2008 ? Already?? Ah, man...


We're all nearly a week into the new year, and last night was memorable (but not momentous) because it was the first time in the forthcoming 54 weeks that I wrote "08", and did so without having to cross out an erring "07". The date was on my rent check, due the fifth of the month, and after I signed my name it seemed official, if actually inane; I have committed myself to 2008 as a fact. That being said, one would suppose I'd also say that it's time for folks to stop sussing out, for god's sake, the best and the worst of 2007--c'mon, we're six days into 2008, people , get with the program!! --but before I bid adieu I will suggest that anyone who hasn't seen the film The Assassination of Jessie James By the Coward Robert Ford should so before it slips from theatres.
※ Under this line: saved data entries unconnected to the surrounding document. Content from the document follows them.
//! Session lifecycle tests driving the runner with synthetic timestamps.

mod common;
use common::*;

use chronoflow::codec;
use chronoflow::error::EngineError;
use chronoflow::graph::{NodeDraft, WorkflowGraph};
use chronoflow::observer::ObserverHub;
use chronoflow::runner::{ExecutionRunner, RunnerState};
use chronoflow::types::{ActionStatus, DecisionStatus, NodeId};

fn runner() -> (ExecutionRunner, ObserverHub) {
    (ExecutionRunner::new(&no_grace_config()), ObserverHub::new())
}

#[test]
fn scenario_full_decision_flow() {
    let (mut graph, ids) = decision_flow();
    let (mut runner, hub) = runner();

    runner.start(&mut graph, &hub, ids.root, t0()).unwrap();
    assert_eq!(runner.state(), RunnerState::Playing);

    // Root runs for its expected 2000 ms, then the decision suspends us.
    runner.tick(&mut graph, &hub, at(1_000)).unwrap();
    assert_eq!(
        graph.get(ids.root).unwrap().as_action().unwrap().status,
        ActionStatus::Running
    );
    runner.tick(&mut graph, &hub, at(2_000)).unwrap();
    assert_eq!(
        graph.get(ids.root).unwrap().as_action().unwrap().status,
        ActionStatus::Completed
    );
    let report = runner.tick(&mut graph, &hub, at(2_000)).unwrap();
    assert_eq!(report.state, RunnerState::AwaitingDecision);
    assert_eq!(report.awaiting, Some(ids.decision));
    assert_eq!(
        graph
            .get(ids.decision)
            .unwrap()
            .as_decision()
            .unwrap()
            .status,
        DecisionStatus::Active
    );

    // Resolving resumes playback on the chosen branch.
    let report = runner
        .resolve(&mut graph, &hub, ids.decision, ids.left, at(2_100))
        .unwrap();
    assert_eq!(report.state, RunnerState::Playing);
    assert_eq!(runner.path(), &[ids.root, ids.decision, ids.left]);
    let decision = graph.get(ids.decision).unwrap().as_decision().unwrap();
    assert_eq!(decision.status, DecisionStatus::Resolved);
    assert_eq!(decision.chosen_history, vec![ids.left]);

    // The chosen leaf runs out its 1000 ms and the session terminates.
    runner.tick(&mut graph, &hub, at(2_200)).unwrap();
    let report = runner.tick(&mut graph, &hub, at(3_200)).unwrap();
    assert_eq!(report.state, RunnerState::Stopped);
    assert_eq!(
        graph.get(ids.left).unwrap().as_action().unwrap().status,
        ActionStatus::Completed
    );
    // The untaken branch was never touched.
    assert_eq!(
        graph.get(ids.right).unwrap().as_action().unwrap().status,
        ActionStatus::Pending
    );
}

#[test]
fn resolving_with_a_stranger_keeps_the_session_suspended() {
    let (mut graph, ids) = decision_flow();
    let (mut runner, hub) = runner();

    runner.start(&mut graph, &hub, ids.root, t0()).unwrap();
    runner.tick(&mut graph, &hub, at(2_000)).unwrap();
    runner.tick(&mut graph, &hub, at(2_000)).unwrap();
    assert_eq!(runner.state(), RunnerState::AwaitingDecision);

    let err = runner
        .resolve(&mut graph, &hub, ids.decision, NodeId::new(), at(2_100))
        .unwrap_err();
    assert!(matches!(err, EngineError::NotFound { .. }));
    assert_eq!(runner.state(), RunnerState::AwaitingDecision);
    assert_eq!(runner.path(), &[ids.root, ids.decision]);
    assert!(
        graph
            .get(ids.decision)
            .unwrap()
            .as_decision()
            .unwrap()
            .chosen_history
            .is_empty()
    );
}

#[test]
fn resolve_outside_awaiting_is_invalid() {
    let (mut graph, ids) = decision_flow();
    let (mut runner, hub) = runner();

    let err = runner
        .resolve(&mut graph, &hub, ids.decision, ids.left, t0())
        .unwrap_err();
    assert!(matches!(err, EngineError::InvalidOperation { .. }));
}

#[test]
fn action_with_two_children_halts_with_malformed_graph() {
    // `add_child` refuses this shape, so it can only arrive via a persisted
    // document; build one by hand.
    let mut graph = WorkflowGraph::new(NodeDraft::action("a").with_expected_duration_ms(500.0));
    let a = graph.root_id();
    let b = graph
        .add_child(a, NodeDraft::action("b").with_expected_duration_ms(500.0))
        .unwrap();
    let mut doc = codec::export(&graph);
    let mut c_record = doc.nodes.iter().find(|r| r.id == b).unwrap().clone();
    let c = NodeId::new();
    c_record.id = c;
    c_record.title = "c".into();
    doc.nodes.push(c_record);
    doc.nodes
        .iter_mut()
        .find(|r| r.id == a)
        .unwrap()
        .child_ids
        .push(c);
    let mut graph = codec::import(doc).unwrap();

    let (mut runner, hub) = runner();
    runner.start(&mut graph, &hub, a, t0()).unwrap();
    let err = runner.tick(&mut graph, &hub, at(500)).unwrap_err();
    assert!(matches!(
        err,
        EngineError::MalformedGraph { children: 2, .. }
    ));
    assert_eq!(runner.state(), RunnerState::Stopped);
    // Children are untouched.
    assert_eq!(
        graph.get(b).unwrap().as_action().unwrap().status,
        ActionStatus::Pending
    );
    assert_eq!(
        graph.get(c).unwrap().as_action().unwrap().status,
        ActionStatus::Pending
    );
}

#[test]
fn starting_at_a_missing_node_leaves_everything_untouched() {
    let (mut graph, _) = decision_flow();
    let before = graph.clone();
    let (mut runner, hub) = runner();

    let err = runner
        .start(&mut graph, &hub, NodeId::new(), t0())
        .unwrap_err();
    assert!(matches!(err, EngineError::NotFound { .. }));
    assert_eq!(runner.state(), RunnerState::Idle);
    assert!(runner.path().is_empty());
    assert_eq!(graph, before);
}

#[test]
fn single_option_decision_auto_resolves() {
    let mut graph = WorkflowGraph::new(NodeDraft::decision("only one way"));
    let root = graph.root_id();
    let only = graph
        .add_child(root, NodeDraft::action("go").with_expected_duration_ms(500.0))
        .unwrap();

    let (mut runner, hub) = runner();
    let report = runner.start(&mut graph, &hub, root, t0()).unwrap();
    assert_ne!(report.state, RunnerState::AwaitingDecision);
    assert_eq!(report.resolved, Some(root));
    assert_eq!(runner.path(), &[root, only]);
    assert_eq!(
        graph.get(root).unwrap().as_decision().unwrap().chosen_history,
        vec![only]
    );
}

#[test]
fn optionless_decision_ends_the_session() {
    let mut graph = WorkflowGraph::new(NodeDraft::decision("dead end"));
    let root = graph.root_id();

    let (mut runner, hub) = runner();
    let report = runner.start(&mut graph, &hub, root, t0()).unwrap();
    assert_eq!(report.state, RunnerState::Stopped);
}

#[test]
fn grace_delay_defers_the_next_step() {
    let (mut graph, root, next) = two_step_chain();
    let config = no_grace_config().with_step_grace_ms(1_000);
    let mut runner = ExecutionRunner::new(&config);
    let hub = ObserverHub::new();

    runner.start(&mut graph, &hub, root, t0()).unwrap();
    let report = runner.tick(&mut graph, &hub, at(1_000)).unwrap();
    assert_eq!(report.completed, Some(root));

    // Within the grace window the session idles on the finished step.
    let report = runner.tick(&mut graph, &hub, at(1_500)).unwrap();
    assert_eq!(report.current, Some(root));
    assert_eq!(runner.path(), &[root]);

    // Once the window passes the next step is entered and starts timing
    // from the entering tick.
    let report = runner.tick(&mut graph, &hub, at(2_100)).unwrap();
    assert_eq!(report.current, Some(next));
    assert_eq!(runner.path(), &[root, next]);
    assert_eq!(
        graph.get(next).unwrap().as_action().unwrap().status,
        ActionStatus::Running
    );
}

#[test]
fn pause_banks_elapsed_time() {
    let (mut graph, ids) = decision_flow();
    let (mut runner, hub) = runner();

    runner.start(&mut graph, &hub, ids.root, t0()).unwrap();
    let report = runner.tick(&mut graph, &hub, at(500)).unwrap();
    assert_eq!(report.progress, Some(25.0));

    runner.pause(&mut graph, &hub, at(1_000)).unwrap();
    assert_eq!(runner.state(), RunnerState::Paused);
    assert_eq!(
        graph.get(ids.root).unwrap().as_action().unwrap().status,
        ActionStatus::Paused
    );

    // Ticks while paused change nothing.
    let report = runner.tick(&mut graph, &hub, at(60_000)).unwrap();
    assert_eq!(report.progress, None);
    assert_eq!(
        graph.get(ids.root).unwrap().as_action().unwrap().progress,
        25.0
    );

    // Resuming much later neither loses nor double-counts: 1000 ms were
    // banked, so 500 ms after resume we sit at 75% of the 2000 ms estimate.
    runner.resume(&mut graph, &hub, at(60_000)).unwrap();
    let report = runner.tick(&mut graph, &hub, at(60_500)).unwrap();
    assert_eq!(report.progress, Some(75.0));
    let report = runner.tick(&mut graph, &hub, at(61_000)).unwrap();
    assert_eq!(report.completed, Some(ids.root));
}

#[test]
fn pause_and_resume_outside_their_states_are_invalid() {
    let (mut graph, ids) = decision_flow();
    let (mut runner, hub) = runner();

    assert!(matches!(
        runner.pause(&mut graph, &hub, t0()).unwrap_err(),
        EngineError::InvalidOperation { .. }
    ));
    runner.start(&mut graph, &hub, ids.root, t0()).unwrap();
    assert!(matches!(
        runner.resume(&mut graph, &hub, t0()).unwrap_err(),
        EngineError::InvalidOperation { .. }
    ));
}

#[test]
fn stop_is_idempotent_and_final() {
    let (mut graph, ids) = decision_flow();
    let (mut runner, hub) = runner();

    runner.start(&mut graph, &hub, ids.root, t0()).unwrap();
    runner.stop(&hub);
    assert_eq!(runner.state(), RunnerState::Stopped);
    runner.stop(&hub);
    assert_eq!(runner.state(), RunnerState::Stopped);

    // A stopped session never advances again.
    let report = runner.tick(&mut graph, &hub, at(10_000)).unwrap();
    assert_eq!(report.state, RunnerState::Stopped);
    assert_eq!(
        graph.get(ids.root).unwrap().as_action().unwrap().status,
        ActionStatus::Running
    );
}

#[test]
fn reset_restores_transient_state_and_allows_replay() {
    let (mut graph, root, next) = two_step_chain();
    let (mut runner, hub) = runner();

    runner.start(&mut graph, &hub, root, t0()).unwrap();
    runner.tick(&mut graph, &hub, at(1_000)).unwrap();
    runner.tick(&mut graph, &hub, at(1_000)).unwrap();
    runner.tick(&mut graph, &hub, at(2_000)).unwrap();
    assert_eq!(runner.state(), RunnerState::Stopped);
    let history_len = graph
        .get(root)
        .unwrap()
        .as_action()
        .unwrap()
        .duration_history
        .len();
    assert_eq!(history_len, 1);

    runner.reset(&mut graph, &hub);
    assert_eq!(runner.state(), RunnerState::Idle);
    assert!(runner.path().is_empty());
    let action = graph.get(root).unwrap().as_action().unwrap();
    assert_eq!(action.status, ActionStatus::Pending);
    assert_eq!(action.progress, 0.0);
    assert!(action.started_at.is_none());
    // Learned durations survive the reset.
    assert_eq!(action.duration_history.len(), 1);
    assert_eq!(
        graph.get(next).unwrap().as_action().unwrap().status,
        ActionStatus::Pending
    );

    // The same graph replays cleanly.
    runner.start(&mut graph, &hub, root, at(10_000)).unwrap();
    assert_eq!(runner.state(), RunnerState::Playing);
    assert_eq!(runner.path(), &[root]);
}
Or at least make your next NetFlix selection. Directed by Andrew Dominik and with a screenplay by him and Ron Hansen (adapted from Hansen's novel), the film features choice performances by Brad Pitt, as James, and Casey Affleck, as the sycophantic Ford. Dominik has a parched, coolly elliptical style that reminds you of Terrence Malick (Badlands, Days of Heaven) as he draws a dry poetic backdrop in this unfolding tragedy. It is about the cult of celebrity worship seen from the 19th century, with James seen as an erratic manic depressive given to exaggerated bouts of joviality and rage in an effort to mask his growing depression; we witness the slow but inevitable course of Robert Ford's infatuation with James turning into paranoia after he joins his gang and moves into his home. Pitt and Delp are amazing polarities here, drawn together for a grim result you'd rather not see coming. This film makes up for the overplayed hype that accompanied the merely OK western 3:10 to Yuma; that film was dressed in old garments that didn't quite fit.